When the Millions Don’t Matter: Finding Your Worth Beyond the Company’s Bottom Line
I sat there in my team meeting, nodding like everyone else, while inside my head I was screaming. They wanted us to clap, to cheer, to feel proud because the company had just reported billions in revenue growth. Billions. And the thought that hit me wasn’t pride. It was: This is some fragglenackle bull Harkey.
Because while the money kept stacking higher for them, nothing shifted for us, the ones grinding on the phones, dealing with wild customers, carrying the weight of the brand on our backs.
Sure, the numbers look good on paper. Stakeholders smile on stage. Leaders beam as they brag about growth charts and profit margins. But do you know what it feels like to work under that kind of announcement? To realize that the billions they’re boasting about will never trickle down to the people who made it happen?
I thought to myself: Good for them. But wouldn’t it be even sweeter if the ones who sweat, sacrifice, and show up every day also tasted that growth? If the recognition wasn’t just applause in a meeting but something that hit our paychecks, our lives?
Instead, employees like me are supposed to sit still and accept that the rising cost of living is our problem, not theirs. We’re supposed to smile through the gaslighting, accept that our concerns are “not valid,” and swallow the blame when nothing changes.
That’s when it clicked: their billions are not my billions. And more importantly, their billions are not my worth.
I can’t keep waiting for a company to recognize my humanity when all they see is my productivity. I can’t tie my value to someone else’s spreadsheet. My worth isn’t measured in revenue; it’s measured in resilience.

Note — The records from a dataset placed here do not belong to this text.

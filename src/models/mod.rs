// ABOUTME: Data models for attach targets

pub mod target;

pub use target::{SessionTarget, TargetDraft};
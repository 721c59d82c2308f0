// ABOUTME: Unit tests for the vt100-backed display surface

use pretty_assertions::assert_eq;
use termbridge::bridge::TerminalSurface;

#[test]
fn output_lands_on_its_own_line() {
    let mut surface = TerminalSurface::new(80, 24, 100);
    surface.process_output(b"hello\r\n");
    assert!(surface.contains_line("hello"));
    assert_eq!(surface.line(0), Some("hello".to_string()));
}

#[test]
fn output_is_written_in_delivery_order() {
    let mut surface = TerminalSurface::new(80, 24, 100);
    surface.process_output(b"one\r\n");
    surface.process_output(b"two\r\n");
    assert_eq!(surface.line(0), Some("one".to_string()));
    assert_eq!(surface.line(1), Some("two".to_string()));
}

#[test]
fn ansi_colors_are_interpreted_not_displayed() {
    let mut surface = TerminalSurface::new(80, 24, 100);
    surface.process_output(b"\x1b[31mred\x1b[0m\r\n");
    assert!(surface.contains_line("red"));
    assert!(!surface.contains_text("\x1b"));
}

#[test]
fn diagnostics_append_styled_lines() {
    let mut surface = TerminalSurface::new(80, 24, 100);
    surface.process_output(b"$ ");
    surface.append_error("WebSocket error: connection refused");
    surface.append_notice("Disconnected");

    assert!(surface.contains_text("WebSocket error: connection refused"));
    assert!(surface.contains_line("Disconnected"));
}

#[test]
fn fit_changes_reported_size() {
    let mut surface = TerminalSurface::new(80, 24, 100);
    assert_eq!(surface.size(), (80, 24));
    surface.fit(120, 40);
    assert_eq!(surface.size(), (120, 40));
    // Fitting to the same box is a no-op
    surface.fit(120, 40);
    assert_eq!(surface.size(), (120, 40));
}

#[test]
fn new_output_snaps_scroll_to_bottom() {
    let mut surface = TerminalSurface::new(80, 4, 100);
    for i in 0..20 {
        surface.process_output(format!("line{}\r\n", i).as_bytes());
    }
    surface.scroll_up(5);
    assert!(!surface.is_at_bottom());

    surface.process_output(b"fresh\r\n");
    assert!(surface.is_at_bottom());
}

#[test]
fn scroll_down_returns_to_bottom() {
    let mut surface = TerminalSurface::new(80, 4, 100);
    for i in 0..20 {
        surface.process_output(format!("line{}\r\n", i).as_bytes());
    }
    surface.scroll_up(8);
    surface.scroll_down(3);
    surface.scroll_down(5);
    assert!(surface.is_at_bottom());
}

It’s measured in how many times I keep showing up for myself, not them.
When you start to see it that way, the meeting stops being a reminder of your insignificance and becomes a wake-up call. A sign that it’s time to build your own lane, even if right now you’re just sketching it in your notebook on your lunch break.

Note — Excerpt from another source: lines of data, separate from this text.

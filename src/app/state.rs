// ABOUTME: Application state: current view, target draft, and pending actions

use crate::bridge::SessionPhase;
use crate::models::TargetDraft;

#[derive(Debug, Clone, Copy, PartialEq, Eq)]
pub enum View {
    /// Picking a replica and shell; no session exists (the idle state).
    TargetPicker,
    Terminal,
}

#[derive(Debug, Clone, Copy, PartialEq, Eq)]
pub enum PickerColumn {
    Replicas,
    Shells,
}

/// Session-touching actions deferred to the async tick.
#[derive(Debug, Clone, Copy, PartialEq, Eq)]
pub enum PendingAction {
    Connect,
    Disconnect,
    Reconnect,
}

#[derive(Debug)]
pub struct AppState {
    pub platform_url: String,
    pub draft: TargetDraft,
    pub current_view: View,
    pub picker_column: PickerColumn,
    pub maximized: bool,
    pub should_quit: bool,
    /// Mirror of the active session's phase, None while idle.
    pub session_phase: Option<SessionPhase>,
    pub pending_action: Option<PendingAction>,
    pub status: Option<String>,
    pub scrollback_lines: usize,
}

impl Default for AppState {
    fn default() -> Self {
        Self {
            platform_url: String::new(),
            draft: TargetDraft::default(),
            current_view: View::TargetPicker,
            picker_column: PickerColumn::Replicas,
            maximized: false,
            should_quit: false,
            session_phase: None,
            pending_action: None,
            status: None,
            scrollback_lines: 10_000,
        }
    }
}

impl AppState {
    pub fn new(platform_url: String, draft: TargetDraft, scrollback_lines: usize) -> Self {
        Self {
            platform_url,
            draft,
            scrollback_lines,
            ..Self::default()
        }
    }

    pub fn quit(&mut self) {
        self.should_quit = true;
    }

    pub fn toggle_maximize(&mut self) {
        self.maximized = !self.maximized;
    }

    /// The connect control is enabled only once the draft names a concrete
    /// container and shell.
    pub fn can_connect(&self) -> bool {
        self.draft.is_complete()
    }

    /// Whether the active session reached a terminal phase, re-enabling the
    /// reconnect control.
    pub fn can_reconnect(&self) -> bool {
        self.session_phase.is_some_and(SessionPhase::is_terminal)
    }

    pub fn session_open(&self) -> bool {
        self.session_phase.is_some_and(SessionPhase::is_open)
    }
}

If you’re reading this and nodding along, let me say this: you are not crazy for feeling disconnected in those meetings. You’re not bitter. You’re not lazy. You’re awake.
And when you’re awake, you realize that clapping for someone else’s billions doesn’t feed your family or heal your spirit. What feeds you is investing in yourself. What heals you is choosing not to internalize their narrative.
Every time you walk into that meeting, remember—you are more than the applause they expect. You are more than the gaslighting. And you are definitely more than the company’s bottom line.
Practical Takeaways
Here’s how you start shifting that mindset:
Separate identity from income. Your paycheck is not proof of your value. It’s just a transaction.
Reframe meetings as fuel. Let their bragging remind you to invest in yourself, not them.
Start building your next step. Whether it’s a side project, education, or a skill, you need your own lane.
Refuse to be gaslit. Write down your truths. Don’t let their denial erase your reality.
In Other Words
You may be sitting in Egypt right now, in the place of bondage, under the weight of someone else’s empire. But don’t forget: every empire eventually falls, and every person has the power to rise.
When the millions don’t matter, you do.